In a year in which we all read, watched, and listened to enough political rhetoric to last several lifetimes, four examples stand out. If I gave out awards for things other than being an asshole I would probably say these are the quotes of the year. What the hell – these are my favorite quotes, words by which I will remember 2008. The group includes one vicious beatdown, one clever riposte, and two examples of stupidity which must be seen and heard to be believed.
I’ve got this thing and it’s fucking golden, and, uh, uh, I’m just not giving it up for fuckin' nothing. I’m not gonna do it. And, and I can always use it. I can parachute me there.
If you knew that you were being investigated by the Feds, the above quote is the kind of thing that you would probably avoid saying into your (doubtlessly wiretapped) phone. But that kind of mentality is what keeps you out of the Governor's mansion in lovely Springfield, Illinois. Among all the Hot Rod quotes, this one wins by concluding with the grammatical and semantic nightmare of "I can parachute me there." Every time that line is read or spoken, God kills an English teacher somewhere.
Honorable mention to his wife Patti: "Fuck the Cubs." If that is not a sentiment that can rally and unify a downtrodden nation then I don't know what is. Fuck the Cubs in 2008 and forever. Fuck them until this nation is healed.
(setup: Katie Couric asks a "gotcha journalism" question about whether or not the $700 billion bank bailout might be better put to use directly to aid struggling families)
That's why I say I, like every American I'm speaking with, we're ill about this position that we have been put in where it is the taxpayers looking to bail out. But ultimately, what the bailout does is help those who are concerned about the healthcare reform that is needed to help shore up our economy. Um, helping, oh — it's got to be all about job creation too. Shoring up our economy, and putting it back on the right track. So healthcare reform and reducing taxes and reining in spending has got to accompany tax reductions, and tax relief for Americans, and trade, we've got to see trade as opportunity, not as a competitive, um, scary thing, but 1 in 5 jobs being created in the trade sector today. We've got to look at that as more opportunity. All of those things under the umbrella of job creation. This bailout is a part of that.

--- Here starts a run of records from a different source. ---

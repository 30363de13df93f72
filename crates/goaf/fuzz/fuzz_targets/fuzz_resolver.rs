//! Fuzz target for the encoding resolver and loader.
//!
//! This fuzzer tests that table resolution:
//! 1. Never panics on malformed bytes in any encoding
//! 2. Produces as many records as it reports rows

#![no_main]

use goaf::{EncodingResolver, TableLoader, TableRegistry};
use libfuzzer_sys::fuzz_target;

fuzz_target!(|data: &[u8]| {
    // Only process reasonable-sized inputs to avoid OOM
    if data.len() > 100_000 {
        return;
    }

    if let Ok(parsed) = EncodingResolver::new().resolve(data) {
        let table = TableRegistry::standard().tables()[0].clone();
        if let Ok(records) = TableLoader::new().load(&table, data) {
            assert_eq!(records.len(), parsed.row_count());
        }
    }
});
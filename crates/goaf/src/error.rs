//! Error types for the goaf library.

use std::path::PathBuf;
use thiserror::Error;

use crate::input::Attempt;

/// Main error type for goaf operations.
#[derive(Debug, Error)]
pub enum GoafError {
    /// Error reading or writing a file.
    #[error("IO error for '{path}': {source}")]
    Io {
        path: PathBuf,
        #[source]
        source: std::io::Error,
    },

    /// Every candidate encoding and parse strategy failed for a table.
    #[error("unreadable table: tried {} encoding/strategy combinations ({})", .attempts.len(), summarize(.attempts))]
    EncodingExhausted { attempts: Vec<Attempt> },

    /// A document is missing a required top-level section or has the wrong shape.
    #[error("invalid document structure: {0}")]
    StructuralInvalid(String),

    /// The schema resource is absent, unparsable, or incomplete.
    #[error("schema unavailable at '{location}': {reason}")]
    ConfigurationMissing { location: String, reason: String },

    /// An uploaded file name cannot be staged safely.
    #[error("invalid upload name: {0}")]
    InvalidUpload(String),

    /// JSON serialization/deserialization error.
    #[error("JSON error: {0}")]
    Json(#[from] serde_json::Error),
}

impl GoafError {
    pub(crate) fn io(path: impl Into<PathBuf>, source: std::io::Error) -> Self {
        GoafError::Io {
            path: path.into(),
            source,
        }
    }
}

fn summarize(attempts: &[Attempt]) -> String {
    attempts
        .iter()
        .map(|a| a.to_string())
        .collect::<Vec<_>>()
        .join("; ")
}

/// Result type alias for goaf operations.
pub type Result<T> = std::result::Result<T, GoafError>;
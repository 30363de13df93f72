//! The ten logical census tables and their fixed order.
//!
//! Order matters: the subject identifier is taken from the first table, in
//! this order, that supplies one. Lookups never depend on map iteration.

use indexmap::IndexSet;
use once_cell::sync::Lazy;
use serde::{Deserialize, Serialize};

use crate::error::{GoafError, Result};
use crate::schema::Schema;

/// Static naming of one logical table.
#[derive(Debug, Clone, Copy, PartialEq, Eq)]
pub struct TableName {
    pub table_id: &'static str,
    /// Label used in source file names.
    pub external_name: &'static str,
    /// Key used in produced documents.
    pub internal_key: &'static str,
}

/// The census tables in declared order.
pub const STANDARD_TABLES: [TableName; 10] = [
    TableName {
        table_id: "T01",
        external_name: "采空区基本信息",
        internal_key: "goaf_basic_info",
    },
    TableName {
        table_id: "T02",
        external_name: "采空区积水信息",
        internal_key: "goaf_water_info",
    },
    TableName {
        table_id: "T03",
        external_name: "采空区积气信息",
        internal_key: "goaf_gas_info",
    },
    TableName {
        table_id: "T04",
        external_name: "自燃发火信息",
        internal_key: "fire_info",
    },
    TableName {
        table_id: "T05",
        external_name: "采空区悬顶信息",
        internal_key: "suspended_roof_info",
    },
    TableName {
        table_id: "T06",
        external_name: "采空区塌陷信息",
        internal_key: "collapse_info",
    },
    TableName {
        table_id: "T07",
        external_name: "地裂缝信息",
        internal_key: "crack_info",
    },
    TableName {
        table_id: "T08",
        external_name: "废弃井筒信息",
        internal_key: "abandoned_shaft_info",
    },
    TableName {
        table_id: "T09",
        external_name: "密闭墙信息",
        internal_key: "seal_wall_info",
    },
    TableName {
        table_id: "T10",
        external_name: "采空区治理信息",
        internal_key: "treatment_info",
    },
];

/// A logical table with the fields the schema expects in it.
#[derive(Debug, Clone, PartialEq, Eq, Serialize, Deserialize)]
pub struct LogicalTable {
    pub table_id: String,
    pub external_name: String,
    pub internal_key: String,
    pub expected_fields: IndexSet<String>,
}

impl LogicalTable {
    /// Source file name for a subject, e.g. `河西煤矿-采空区积水信息.csv`.
    pub fn file_name(&self, subject_name: &str, extension: &str) -> String {
        format!("{}-{}.{}", subject_name, self.external_name, extension)
    }
}

static STANDARD: Lazy<TableRegistry> = Lazy::new(|| {
    TableRegistry::from_schema(&Schema::embedded()).expect("embedded schema covers all tables")
});

/// Read-only, ordered set of the ten logical tables.
#[derive(Debug, Clone, PartialEq, Serialize, Deserialize)]
pub struct TableRegistry {
    tables: Vec<LogicalTable>,
    schema_version: String,
    standard: String,
}

impl TableRegistry {
    /// Registry built from the embedded schema, created once per process.
    pub fn standard() -> &'static TableRegistry {
        &STANDARD
    }

    /// Build the registry from a schema.
    ///
    /// Every table in [`STANDARD_TABLES`] must be present in the schema under
    /// the same identifier and source label, otherwise the schema is rejected.
    pub fn from_schema(schema: &Schema) -> Result<Self> {
        let mut tables = Vec::with_capacity(STANDARD_TABLES.len());

        for name in &STANDARD_TABLES {
            let definition = schema.table(name.table_id).ok_or_else(|| {
                GoafError::ConfigurationMissing {
                    location: "schema".to_string(),
                    reason: format!("table {} ({}) is not defined", name.table_id, name.external_name),
                }
            })?;

            if definition.table_name != name.external_name {
                return Err(GoafError::ConfigurationMissing {
                    location: "schema".to_string(),
                    reason: format!(
                        "table {} is labelled '{}', expected '{}'",
                        name.table_id, definition.table_name, name.external_name
                    ),
                });
            }

            if let Some(key) = &definition.internal_key {
                if key != name.internal_key {
                    return Err(GoafError::ConfigurationMissing {
                        location: "schema".to_string(),
                        reason: format!(
                            "table {} has internal key '{}', expected '{}'",
                            name.table_id, key, name.internal_key
                        ),
                    });
                }
            }

            tables.push(LogicalTable {
                table_id: name.table_id.to_string(),
                external_name: name.external_name.to_string(),
                internal_key: name.internal_key.to_string(),
                expected_fields: definition.field_names(),
            });
        }

        Ok(Self {
            tables,
            schema_version: schema.schema_version.clone(),
            standard: schema.standard.clone(),
        })
    }

    /// Tables in declared order.
    pub fn tables(&self) -> &[LogicalTable] {
        &self.tables
    }

    pub fn len(&self) -> usize {
        self.tables.len()
    }

    pub fn is_empty(&self) -> bool {
        self.tables.is_empty()
    }

    pub fn schema_version(&self) -> &str {
        &self.schema_version
    }

    pub fn standard_id(&self) -> &str {
        &self.standard
    }

    /// Find a table by identifier, source label, or document key.
    pub fn find(&self, name: &str) -> Option<&LogicalTable> {
        self.tables
            .iter()
            .find(|t| t.table_id == name || t.external_name == name || t.internal_key == name)
    }

    /// Internal keys in declared order.
    pub fn internal_keys(&self) -> impl Iterator<Item = &str> {
        self.tables.iter().map(|t| t.internal_key.as_str())
    }
}
//! Schema resource describing the ten census tables and their fields.

mod definition;

pub use definition::{FieldDefinition, Schema, TableDefinition, EMBEDDED_SCHEMA};
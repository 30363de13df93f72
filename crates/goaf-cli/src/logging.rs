//! Logging setup using `tracing` and `tracing-subscriber`.
//!
//! Log events go to stderr so they never mix with command output on stdout.
//! `RUST_LOG` overrides the level chosen from the command line.

use tracing::Level;
use tracing_subscriber::{fmt, layer::SubscriberExt, util::SubscriberInitExt, EnvFilter};

/// Configuration for logging behavior.
#[derive(Debug, Clone)]
pub struct LogConfig {
    /// Level for this workspace's crates.
    pub level: Level,
    /// Whether to use ANSI colors in output.
    pub with_ansi: bool,
}

impl Default for LogConfig {
    fn default() -> Self {
        Self {
            level: Level::INFO,
            with_ansi: true,
        }
    }
}

impl LogConfig {
    /// Create a `LogConfig` from CLI flags.
    ///
    /// - `--quiet`: warn level
    /// - 0 (no `-v`): info level
    /// - 1 (`-v`): debug level
    /// - 2+ (`-vv`): trace level
    #[must_use]
    pub fn from_flags(verbosity: u8, quiet: bool) -> Self {
        let level = match (quiet, verbosity) {
            (true, _) => Level::WARN,
            (false, 0) => Level::INFO,
            (false, 1) => Level::DEBUG,
            (false, _) => Level::TRACE,
        };
        Self {
            level,
            ..Default::default()
        }
    }
}

/// Install the global subscriber. Call once at startup.
pub fn init_logging(config: &LogConfig) {
    let layer = fmt::layer()
        .compact()
        .with_writer(std::io::stderr)
        .with_ansi(config.with_ansi)
        .with_target(false)
        .without_time();

    tracing_subscriber::registry()
        .with(build_env_filter(config.level))
        .with(layer)
        .init();
}

/// Build an `EnvFilter` from the given level, respecting `RUST_LOG`.
fn build_env_filter(level: Level) -> EnvFilter {
    let level = level.as_str().to_lowercase();

    // External crates stay at warn
    EnvFilter::try_from_default_env()
        .unwrap_or_else(|_| EnvFilter::new(format!("warn,goaf={level},goaf_cli={level}")))
}
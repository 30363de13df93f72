//! Checks on source tables and produced documents.
//!
//! Field mismatches and absent tables are warnings. Record-count
//! disagreements and unreadable sources are errors.

mod document;
mod fields;
mod finding;
mod reconcile;
mod report;
mod validator;

pub use document::check_document;
pub use fields::{check_fields, FieldCheck};
pub use finding::{Finding, Severity};
pub use reconcile::ReconciliationChecker;
pub use report::{ReportKind, TableDetail, TableStatus, ValidationReport};
pub use validator::{Validator, Verification};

I think we get a prize if we figure out what this means, and the prize is that Sarah Palin will run for President in 2012. In an epic, Quixote-like quest for coherence, the GovTard showed America exactly what it could expect when McCain's heart inevitably explodes. Like a Red Bull-addled college sophomore confronted with an essay question after an all-night cram session, Palin simply opens her mouth and projectile vomits a torrent of phrases drilled into her head by McCain's communications team the night before her "exam." Having no context in which to place anything she is saying (after all, the question was about neither of her areas of expertise: reproducing and winking) the quote reads like Dadaist poetry, but to hear it spoken is to hear a drowning man desperately flailing about for anything that floats.
(setup: after complaining that his campaign was not getting any press coverage, the editors of the Washington Post informed him that it is because he "has no chance of winning.")
Then why are you covering the Nationals?
It would be easier to hate Nader as we are all supposed to do if he wasn't so entertaining. That, ladies and gentlemen, is a comeback. If the context does not make this sufficiently clear to the I Hate Baseball crowd, the Washington Nationals and their 59-102 record are the worst in baseball. I would compare their odds of winning a title to Nader's odds of winning the presidency if doing so did not grievously and unfairly slander both parties involved.
Scarborough: "You cannot blame what's going on in Israel on the Bush administration."
Brzezinski: "You know, you have such a stunningly superficial knowledge of what went on that it's almost embarrassing to listen to you."
I am living proof of the fact that no people on this planet can be dicks quite as well as Polacks. And I'm only 30; our ability to be an unspeakable asshole increases proportionately with age. Note that Brzezinski, as my people are wont to do, disregards any effort to be witty or subtle in his response. It amounts to "Joe, you are a fucking retard." We could consider this crass and low-brow if not for the fact that so much of the pundit class needs to be told exactly this in exactly these terms.
Fill me in if I missed any good ones, as I'm sure there are more than four examples of rhetoric which deserve our praise and laughter.